- Classification: Protestant
- Orientation: Anglican
- Scripture: Holy Bible
- Theology: Anglican doctrine
- Polity: Episcopal
- Primate: Philip S. Wright
- Territory: Barbados, Belize, Guyana, Jamaica, the Cayman Islands, the Bahamas, the North-Eastern Caribbean and Aruba, Trinidad and Tobago, and the Windward Islands
- Members: 770,000
- Official website: https://cpwianglicans.org/

= Church in the Province of the West Indies =

Anglican Christian denomination

The Church in the Province of the West Indies is one of 42 member provinces in the worldwide Anglican Communion. The church comprises eight dioceses spread out over much of the West Indies area.

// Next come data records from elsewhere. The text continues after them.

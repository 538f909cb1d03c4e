//! Operator and callable registry shared by the lexer, parser and evaluator.
//!
//! A [`Grammar`] maps symbols to elements (punctuation, binary and unary
//! operators) and names to callables in two pools, `functions` and
//! `transforms`. Every callable is stored behind the same boxed-future
//! signature, so the evaluator never distinguishes sync from async code.

use std::{collections::HashMap, future::Future, sync::Arc};

use futures::future::{self, BoxFuture, FutureExt};

use crate::{ast::TokenKind, evaluator::EvalError, operators, value::Value};

/// Result of evaluating any node or callable.
pub type EvalResult = Result<Value, EvalError>;

/// An operand handed to a deferred operator.
///
/// Futures are lazy: the operand is only evaluated if the operator awaits it.
pub type Deferred<'a> = BoxFuture<'a, EvalResult>;

pub type BinaryFn = Arc<dyn Fn(Value, Value) -> BoxFuture<'static, EvalResult> + Send + Sync>;

pub type DeferredFn =
    Arc<dyn for<'a> Fn(Deferred<'a>, Deferred<'a>) -> BoxFuture<'a, EvalResult> + Send + Sync>;

pub type UnaryFn = Arc<dyn Fn(Value) -> BoxFuture<'static, EvalResult> + Send + Sync>;

/// Function or transform; transforms get their subject as `args[0]`.
pub type Callable = Arc<dyn Fn(Vec<Value>) -> BoxFuture<'static, EvalResult> + Send + Sync>;

/// Unary operators bind tighter than any binary operator.
pub const UNARY_PRECEDENCE: u32 = u32::MAX;

/// How a binary operator receives its operands.
#[derive(Clone)]
pub enum BinaryEval {
    /// Both operands are evaluated, left first, before the call
    Direct(BinaryFn),
    /// The operator decides whether and when to evaluate each operand
    Deferred(DeferredFn),
}

#[derive(Clone)]
pub struct BinaryOp {
    pub precedence: u32,
    pub eval: BinaryEval,
}

#[derive(Clone)]
pub struct UnaryOp {
    pub precedence: u32,
    pub eval: UnaryFn,
}

/// A grammar element keyed by its spelling.
#[derive(Clone)]
pub enum Element {
    Punctuation(TokenKind),
    Binary(BinaryOp),
    Unary(UnaryOp),
}

impl Element {
    pub fn token_kind(&self) -> TokenKind {
        match self {
            Element::Punctuation(kind) => *kind,
            Element::Binary(_) => TokenKind::BinaryOp,
            Element::Unary(_) => TokenKind::UnaryOp,
        }
    }
}

/// Lexical elements, operators and callable pools.
///
/// Mutated at setup time, read-only while expressions are compiled and
/// evaluated.
///
/// # Examples
///
/// ```
/// use jexl_lang::{Grammar, Value};
///
/// let mut grammar = Grammar::new();
/// grammar.add_binary_op("**", 70, |a, b| {
///     let (a, b) = (a.as_float().unwrap_or(f64::NAN), b.as_float().unwrap_or(f64::NAN));
///     Ok(Value::Float(a.powf(b)))
/// });
/// assert!(grammar.binary("**").is_some());
///
/// grammar.remove_op("**");
/// assert!(grammar.binary("**").is_none());
/// ```
#[derive(Clone)]
pub struct Grammar {
    elements: HashMap<String, Element>,
    /// Non-word spellings, longest first, for the lexer's maximal munch
    symbols: Vec<String>,
    functions: HashMap<String, Callable>,
    transforms: HashMap<String, Callable>,
}

impl Default for Grammar {
    fn default() -> Self {
        Self::new()
    }
}

impl Grammar {
    /// Grammar with the punctuation and the built-in operator set.
    pub fn new() -> Self {
        let mut grammar = Self::empty();
        for (symbol, kind) in [
            (".", TokenKind::Dot),
            ("[", TokenKind::OpenBracket),
            ("]", TokenKind::CloseBracket),
            ("|", TokenKind::Pipe),
            ("{", TokenKind::OpenCurl),
            ("}", TokenKind::CloseCurl),
            (":", TokenKind::Colon),
            (",", TokenKind::Comma),
            ("(", TokenKind::OpenParen),
            (")", TokenKind::CloseParen),
            ("?", TokenKind::Question),
        ] {
            grammar.elements.insert(symbol.to_string(), Element::Punctuation(kind));
        }
        operators::install(&mut grammar);
        grammar.rebuild_symbols();
        grammar
    }

    /// Grammar without any elements; mostly useful in tests.
    pub fn empty() -> Self {
        Grammar {
            elements: HashMap::new(),
            symbols: Vec::new(),
            functions: HashMap::new(),
            transforms: HashMap::new(),
        }
    }

    /// Adds or replaces a binary operator whose operands are evaluated first.
    pub fn add_binary_op<F>(&mut self, symbol: impl Into<String>, precedence: u32, f: F)
    where
        F: Fn(&Value, &Value) -> EvalResult + Send + Sync + 'static,
    {
        let eval: BinaryFn = Arc::new(move |left, right| future::ready(f(&left, &right)).boxed());
        self.insert(
            symbol.into(),
            Element::Binary(BinaryOp {
                precedence,
                eval: BinaryEval::Direct(eval),
            }),
        );
    }

    /// Adds or replaces a binary operator that controls evaluation of its
    /// operands, e.g. for short-circuiting.
    ///
    /// # Examples
    ///
    /// ```
    /// use futures::FutureExt;
    /// use jexl_lang::Grammar;
    ///
    /// let mut grammar = Grammar::new();
    /// // Null-coalescing: only evaluates the right side when the left is nullish.
    /// grammar.add_deferred_binary_op("??", 10, |left, right| {
    ///     async move {
    ///         let value = left.await?;
    ///         if value.is_nullish() { right.await } else { Ok(value) }
    ///     }
    ///     .boxed()
    /// });
    /// ```
    pub fn add_deferred_binary_op<F>(&mut self, symbol: impl Into<String>, precedence: u32, f: F)
    where
        F: for<'a> Fn(Deferred<'a>, Deferred<'a>) -> BoxFuture<'a, EvalResult>
            + Send
            + Sync
            + 'static,
    {
        self.insert(
            symbol.into(),
            Element::Binary(BinaryOp {
                precedence,
                eval: BinaryEval::Deferred(Arc::new(f)),
            }),
        );
    }

    /// Adds or replaces a unary (prefix) operator.
    pub fn add_unary_op<F>(&mut self, symbol: impl Into<String>, f: F)
    where
        F: Fn(&Value) -> EvalResult + Send + Sync + 'static,
    {
        let eval: UnaryFn = Arc::new(move |operand| future::ready(f(&operand)).boxed());
        self.insert(
            symbol.into(),
            Element::Unary(UnaryOp {
                precedence: UNARY_PRECEDENCE,
                eval,
            }),
        );
    }

    /// Removes an operator. Unknown symbols and punctuation are left alone.
    pub fn remove_op(&mut self, symbol: &str) {
        if matches!(
            self.elements.get(symbol),
            Some(Element::Binary(_) | Element::Unary(_))
        ) {
            self.elements.remove(symbol);
            self.rebuild_symbols();
        }
    }

    pub fn add_function<F>(&mut self, name: impl Into<String>, f: F)
    where
        F: Fn(&[Value]) -> EvalResult + Send + Sync + 'static,
    {
        self.functions.insert(name.into(), sync_callable(f));
    }

    pub fn add_async_function<F, Fut>(&mut self, name: impl Into<String>, f: F)
    where
        F: Fn(Vec<Value>) -> Fut + Send + Sync + 'static,
        Fut: Future<Output = EvalResult> + Send + 'static,
    {
        self.functions.insert(name.into(), async_callable(f));
    }

    pub fn add_functions<I, K, F>(&mut self, functions: I)
    where
        I: IntoIterator<Item = (K, F)>,
        K: Into<String>,
        F: Fn(&[Value]) -> EvalResult + Send + Sync + 'static,
    {
        for (name, f) in functions {
            self.add_function(name, f);
        }
    }

    pub fn add_transform<F>(&mut self, name: impl Into<String>, f: F)
    where
        F: Fn(&[Value]) -> EvalResult + Send + Sync + 'static,
    {
        self.transforms.insert(name.into(), sync_callable(f));
    }

    pub fn add_async_transform<F, Fut>(&mut self, name: impl Into<String>, f: F)
    where
        F: Fn(Vec<Value>) -> Fut + Send + Sync + 'static,
        Fut: Future<Output = EvalResult> + Send + 'static,
    {
        self.transforms.insert(name.into(), async_callable(f));
    }

    pub fn add_transforms<I, K, F>(&mut self, transforms: I)
    where
        I: IntoIterator<Item = (K, F)>,
        K: Into<String>,
        F: Fn(&[Value]) -> EvalResult + Send + Sync + 'static,
    {
        for (name, f) in transforms {
            self.add_transform(name, f);
        }
    }

    pub fn element(&self, symbol: &str) -> Option<&Element> {
        self.elements.get(symbol)
    }

    pub fn binary(&self, symbol: &str) -> Option<&BinaryOp> {
        match self.elements.get(symbol) {
            Some(Element::Binary(op)) => Some(op),
            _ => None,
        }
    }

    pub fn unary(&self, symbol: &str) -> Option<&UnaryOp> {
        match self.elements.get(symbol) {
            Some(Element::Unary(op)) => Some(op),
            _ => None,
        }
    }

    pub fn function(&self, name: &str) -> Option<&Callable> {
        self.functions.get(name)
    }

    pub fn transform(&self, name: &str) -> Option<&Callable> {
        self.transforms.get(name)
    }

    /// Non-word spellings, longest first.
    pub fn symbols(&self) -> &[String] {
        &self.symbols
    }

    fn insert(&mut self, symbol: String, element: Element) {
        self.elements.insert(symbol, element);
        self.rebuild_symbols();
    }

    // Word operators such as `in` are recognized through the identifier rule.
    fn rebuild_symbols(&mut self) {
        let mut symbols: Vec<String> = self
            .elements
            .keys()
            .filter(|s| !s.chars().next().is_some_and(|c| c.is_alphabetic() || c == '_'))
            .cloned()
            .collect();
        symbols.sort_by(|a, b| b.len().cmp(&a.len()).then_with(|| a.cmp(b)));
        self.symbols = symbols;
    }
}

fn sync_callable<F>(f: F) -> Callable
where
    F: Fn(&[Value]) -> EvalResult + Send + Sync + 'static,
{
    Arc::new(move |args: Vec<Value>| future::ready(f(&args)).boxed())
}

fn async_callable<F, Fut>(f: F) -> Callable
where
    F: Fn(Vec<Value>) -> Fut + Send + Sync + 'static,
    Fut: Future<Output = EvalResult> + Send + 'static,
{
    Arc::new(move |args: Vec<Value>| f(args).boxed())
}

The primate of the province is the Archbishop of the West Indies. The church has approximately 770,000 members. The Right Rev. Philip Wright, Anglican Bishop of Belize, was elected archbishop of the province on 10 November 2025.

==History==
The West Indies became a self-governing province in 1883 because of the Church of England missions in territories that became British colonies. It is made up of two mainland dioceses and six island dioceses, including Barbados, Belize, Guyana, Jamaica, the Bahamas, the North-Eastern Caribbean and Aruba, Trinidad and Tobago, and the Windward Islands. Great emphasis is being placed on training personnel for an indigenous ministry. The island locations and scattered settlements make pastoral care difficult and costly.

== Ordination of Women ==
The Church in the Province of the West Indies has ordained women as deacons since 1994 and as priests since 1996. In 2019, the Synod of the church approved the ordination of women as bishops.

==Mission organisations==
The Jamaica Church Missionary Society is the recognised missionary agency of the Diocese of Jamaica and the Cayman Islands in the Province of the West Indies. The society focuses on evangelisation with special relevance to daily human needs.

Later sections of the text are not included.